Mistakes that sink Dalhousie essays
There is no Common App essay here. Pouring a 650-word life story into the wrong box, or attaching one uninvited, signals you did not read Dalhousie's actual requirements. Send only what the program asks for.
Most do not. Check your specific program page. Wasting weeks drafting a statement nobody reads, while missing a subject prerequisite, is the real risk.
For the Acting declaration or Music essay, 'I have always loved performing' tells faculty nothing. Name the roles, the pieces, the moment you committed. Specificity is the whole game on one page.
Scholarship consideration closes February 15, 2026 and the Music scholarship audition date is February 6, 2026. Applying in time is often worth more than any sentence you could add later.
Dalhousie essay FAQ
Does Dalhousie require an essay or personal statement?

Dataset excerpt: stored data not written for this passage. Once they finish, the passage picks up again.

use crate::connection::{Subscriber, Transport};
use crate::reactor::{Reactor, Timer};
use fly_http::buffer::{DEFAULT_WRITE_BUFFER_SIZE, ReadBuffer, WriteBuffer};
use mio::Token;
use mio::net::TcpStream;
use std::cell::{Cell, RefCell, RefMut};
use std::fmt;
use std::io::{self, ErrorKind, Read};
use std::net::{Shutdown, SocketAddr};
use std::rc::{Rc, Weak};
use std::time::Duration;
use tracing::{debug, trace};

/// Default number of bytes read from the socket per call
pub const DEFAULT_READ_CHUNK_SIZE: usize = 1024;

/// Default time a closing connection may spend flushing its remaining output
pub const DEFAULT_DRAIN_TIMEOUT: Duration = Duration::from_secs(5);

#[derive(Debug, Clone, Copy, PartialEq, Eq)]
pub struct ConnectionOptions {
    pub read_chunk_size: usize,
    pub write_buffer_size: usize,
    pub drain_timeout: Duration,
}

impl Default for ConnectionOptions {
    fn default() -> Self {
        Self {
            read_chunk_size: DEFAULT_READ_CHUNK_SIZE,
            write_buffer_size: DEFAULT_WRITE_BUFFER_SIZE,
            drain_timeout: DEFAULT_DRAIN_TIMEOUT,
        }
    }
}

/// Lifecycle of a [`Connection`].
#[derive(Debug, Clone, Copy, PartialEq, Eq)]
pub enum ConnectionState {
    Open,
    /// Disconnect was requested while output was still queued. Nothing is read or accepted for
    /// writing any more; the socket closes once the output is flushed, the peer fails, or the
    /// drain timeout expires.
    Draining,
    Closed,
}

/// A non-blocking client socket registered with the [`Reactor`].
///
/// On every readable event the socket is read in chunks until it would block; each chunk is
/// appended to the read buffer and the subscribers are notified. A zero-length read or a read
/// error disconnects. Writes go through the write buffer; output the socket does not accept
/// right away is flushed when it becomes writable again.
pub struct Connection {
    this: Weak<Connection>,
    token: Token,
    reactor: Rc<Reactor>,
    socket: RefCell<Option<TcpStream>>,
    remote_address: Option<SocketAddr>,
    options: ConnectionOptions,
    state: Cell<ConnectionState>,
    read_buffer: RefCell<ReadBuffer>,
    write_buffer: RefCell<WriteBuffer>,
    subscribers: RefCell<Vec<Subscriber>>,
    awaiting_writable: Cell<bool>,
    drain_timer: RefCell<Option<Rc<Timer>>>,
}

impl Connection {
    /// Wraps an accepted socket and starts watching it for incoming data.
    ///
    /// # Errors
    ///
    /// Returns the error raised while registering the socket with the reactor.
    pub fn open(
        reactor: &Rc<Reactor>,
        mut socket: TcpStream,
        remote_address: Option<SocketAddr>,
        options: ConnectionOptions,
    ) -> io::Result<Rc<Self>> {
        let token = reactor.next_token();
        let connection = Rc::new_cyclic(|this| Self {
            this: Weak::clone(this),
            token,
            reactor: Rc::clone(reactor),
            socket: RefCell::new(None),
            remote_address,
            options,
            state: Cell::new(ConnectionState::Open),
            read_buffer: RefCell::new(ReadBuffer::new()),
            write_buffer: RefCell::new(WriteBuffer::new(options.write_buffer_size)),
            subscribers: RefCell::new(Vec::new()),
            awaiting_writable: Cell::new(false),
            drain_timer: RefCell::new(None),
        });

        let this = Rc::downgrade(&connection);
        reactor.await_readable(
            &mut socket,
            token,
            Rc::new(move |_| {
                if let Some(connection) = this.upgrade() {
                    connection.on_readable();
                }
            }),
        )?;
        *connection.socket.borrow_mut() = Some(socket);

        trace!(token = token.0, remote = ?remote_address, "connection opened");
        Ok(connection)
    }

    pub fn token(&self) -> Token {
        self.token
    }

    pub fn state(&self) -> ConnectionState {
        self.state.get()
    }

    pub fn options(&self) -> ConnectionOptions {
        self.options
    }

    fn on_readable(&self) {
        let mut chunk = vec![0; self.options.read_chunk_size.max(1)];

        while self.state.get() == ConnectionState::Open {
            let read = match self.socket.borrow_mut().as_mut() {
                Some(stream) => stream.read(&mut chunk),
                None => return,
            };

            match read {
                Ok(0) => {
                    trace!(token = self.token.0, "peer closed the connection");
                    self.disconnect();
                }
                Ok(n) => {
                    trace!(token = self.token.0, bytes = n, "received");
                    self.read_buffer.borrow_mut().feed(&chunk[..n]);
                    self.notify();
                }
                Err(e) if e.kind() == ErrorKind::WouldBlock => return,
                Err(e) if e.kind() == ErrorKind::Interrupted => {}
                Err(e) => {
                    debug!(cause = %e, token = self.token.0, "read failed");
                    self.disconnect();
                }
            }
        }
    }

    fn on_writable(&self) {
        match self.flush_pending() {
            Err(e) => {
                debug!(cause = %e, token = self.token.0, "write failed");
                self.close();
            }
            Ok(()) if self.write_buffer.borrow().is_empty() => {
                if self.state.get() == ConnectionState::Draining {
                    self.close();
                } else {
                    self.stop_watching_writable();
                }
            }
            Ok(()) => {}
        }
    }

    fn notify(&self) {
        let subscribers = self.subscribers.borrow().clone();
        for subscriber in subscribers {
            subscriber();
        }
    }

    fn push(&self, data: &[u8], flush: bool) -> io::Result<()> {
        let mut socket = self.socket.borrow_mut();
        let Some(stream) = socket.as_mut() else {
            return Ok(());
        };

        let mut buffer = self.write_buffer.borrow_mut();
        buffer.feed(data, stream)?;
        if flush {
            buffer.flush(stream)?;
        }
        Ok(())
    }

    fn flush_pending(&self) -> io::Result<()> {
        self.push(&[], true)
    }

    fn has_backlog(&self, flush: bool) -> bool {
        let buffer = self.write_buffer.borrow();
        (flush && !buffer.is_empty()) || buffer.len() >= buffer.capacity()
    }

    fn watch_writable(&self) {
        if self.awaiting_writable.replace(true) {
            return;
        }

        let this = Weak::clone(&self.this);
        let callback = Rc::new(move |_: &Reactor| {
            if let Some(connection) = this.upgrade() {
                connection.on_writable();
            }
        });

        let registered = match self.socket.borrow_mut().as_mut() {
            Some(stream) => self.reactor.await_writable(stream, self.token, callback),
            None => Ok(()),
        };
        if let Err(e) = registered {
            debug!(cause = %e, token = self.token.0, "failed to watch for writability");
            self.close();
        }
    }

    fn stop_watching_writable(&self) {
        self.awaiting_writable.set(false);
        let cleared = match self.socket.borrow_mut().as_mut() {
            Some(stream) => self.reactor.clear_writable(stream, self.token),
            None => Ok(()),
        };
        if let Err(e) = cleared {
            trace!(cause = %e, token = self.token.0, "failed to stop watching for writability");
        }
    }

    fn start_draining(&self) {
        self.state.set(ConnectionState::Draining);
        if let Some(stream) = self.socket.borrow_mut().as_mut() {
            self.reactor.remove_stream(stream, self.token);
        }
        self.awaiting_writable.set(false);
        self.watch_writable();

        // the timer owns the connection until it is closed
        let this = self.this.upgrade();
        let timer = Timer::once(self.options.drain_timeout, move |_| {
            if let Some(connection) = &this {
                debug!(token = connection.token.0, "drain timed out");
                connection.close();
            }
        });
        self.reactor.add_timer(&timer);
        *self.drain_timer.borrow_mut() = Some(timer);

        debug!(token = self.token.0, pending = self.write_buffer.borrow().len(), "draining before close");
    }

    fn close(&self) {
        if self.state.replace(ConnectionState::Closed) == ConnectionState::Closed {
            return;
        }

        self.subscribers.borrow_mut().clear();
        self.awaiting_writable.set(false);
        self.write_buffer.borrow_mut().clear();

        let socket = self.socket.borrow_mut().take();
        if let Some(mut stream) = socket {
            self.reactor.remove_stream(&mut stream, self.token);
            if let Err(e) = stream.shutdown(Shutdown::Both) {
                trace!(cause = %e, token = self.token.0, "shutdown failed");
            }
        }

        let timer = self.drain_timer.borrow_mut().take();
        if let Some(timer) = timer {
            self.reactor.remove_timer(&timer);
        }

        debug!(token = self.token.0, "connection closed");
    }
}

impl Transport for Connection {
    fn write(&self, data: &[u8], flush: bool) {
        if !self.is_writable() {
            return;
        }

        match self.push(data, flush) {
            Ok(()) if self.has_backlog(flush) => self.watch_writable(),
            Ok(()) => {}
            Err(e) => {
                debug!(cause = %e, token = self.token.0, "write failed");
                self.close();
            }
        }
    }

    fn read_buffer(&self) -> RefMut<'_, ReadBuffer> {
        self.read_buffer.borrow_mut()
    }

    fn write_buffer(&self) -> RefMut<'_, WriteBuffer> {
        self.write_buffer.borrow_mut()
    }

    fn subscribe(&self, subscriber: Subscriber) {
        self.subscribers.borrow_mut().push(subscriber);
    }

    fn disconnect(&self) -> bool {
        if self.state.get() != ConnectionState::Open {
            return false;
        }

        self.subscribers.borrow_mut().clear();
        let flushed = self.flush_pending();
        if flushed.is_ok() && !self.write_buffer.borrow().is_empty() {
            self.start_draining();
        } else {
            self.close();
        }
        true
    }

    fn is_readable(&self) -> bool {
        self.state.get() == ConnectionState::Open && self.socket.borrow().is_some()
    }

    fn is_writable(&self) -> bool {
        self.is_readable()
    }

    fn remote_address(&self) -> Option<SocketAddr> {
        self.remote_address
    }
}

impl Drop for Connection {
    fn drop(&mut self) {
        if let Some(mut stream) = self.socket.get_mut().take() {
            self.reactor.remove_stream(&mut stream, self.token);
        }
    }
}

impl fmt::Debug for Connection {
    fn fmt(&self, f: &mut fmt::Formatter<'_>) -> fmt::Result {
        f.debug_struct("Connection")
            .field("token", &self.token)
            .field("remote_address", &self.remote_address)
            .field("state", &self.state.get())
            .field("pending_read", &self.read_buffer.borrow().len())
            .field("pending_write", &self.write_buffer.borrow().len())
            .finish_non_exhaustive()
    }
}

Not for most undergraduate programs. Dalhousie admits primarily on your academic record, so there is no general personal statement or essay. Only select programs ask for written work, such as the Acting program's one-page declaration and the Music Composition essay.
How do American and international students apply to Dalhousie?
You apply directly through Dalhousie's own online application at apply.dal.ca. There is no Common App and no central clearing system. You submit the application, pay the fee, and send official transcripts and test scores. Americans apply the same way as other international students.
What is the word limit for the Acting declaration?
The Fountain School asks for a one-page declaration of why you wish to study acting, which works out to roughly 350-500 words. Keep it to a single page and focused entirely on acting and your training.
What are the Dalhousie application deadlines for 2026 entry?
Applications for Fall 2026 open October 15, 2025. Scholarship consideration closes February 15, 2026, the Music scholarship video audition date is February 6, 2026, and proof of English proficiency plus your offer acceptance are due by May 15, 2026. Check your specific program for earlier dates.
Is admission to Dalhousie competitive?
It is moderately selective, with an overall acceptance rate around 60-70% and roughly 78% for international applicants. The decision rests mainly on your grades in the required subjects, and capped programs like Engineering, Pharmacy, and Health Sciences are considerably tighter.
Do I need an interview or admissions test?
No general interview or admissions test is required. The exceptions are performing arts programs, where Music and Acting applicants complete auditions, and Composition applicants have an interview with faculty alongside a portfolio and short essay.
Prompts and facts verified against Dalhousie undergraduate admissions, Dalhousie dates and deadlines, Dalhousie international applicants, Fountain School Acting auditions and Fountain School Music application and audition (Dalhousie University, 2026 entry cycle). Supplements change yearly, re-verify each cycle.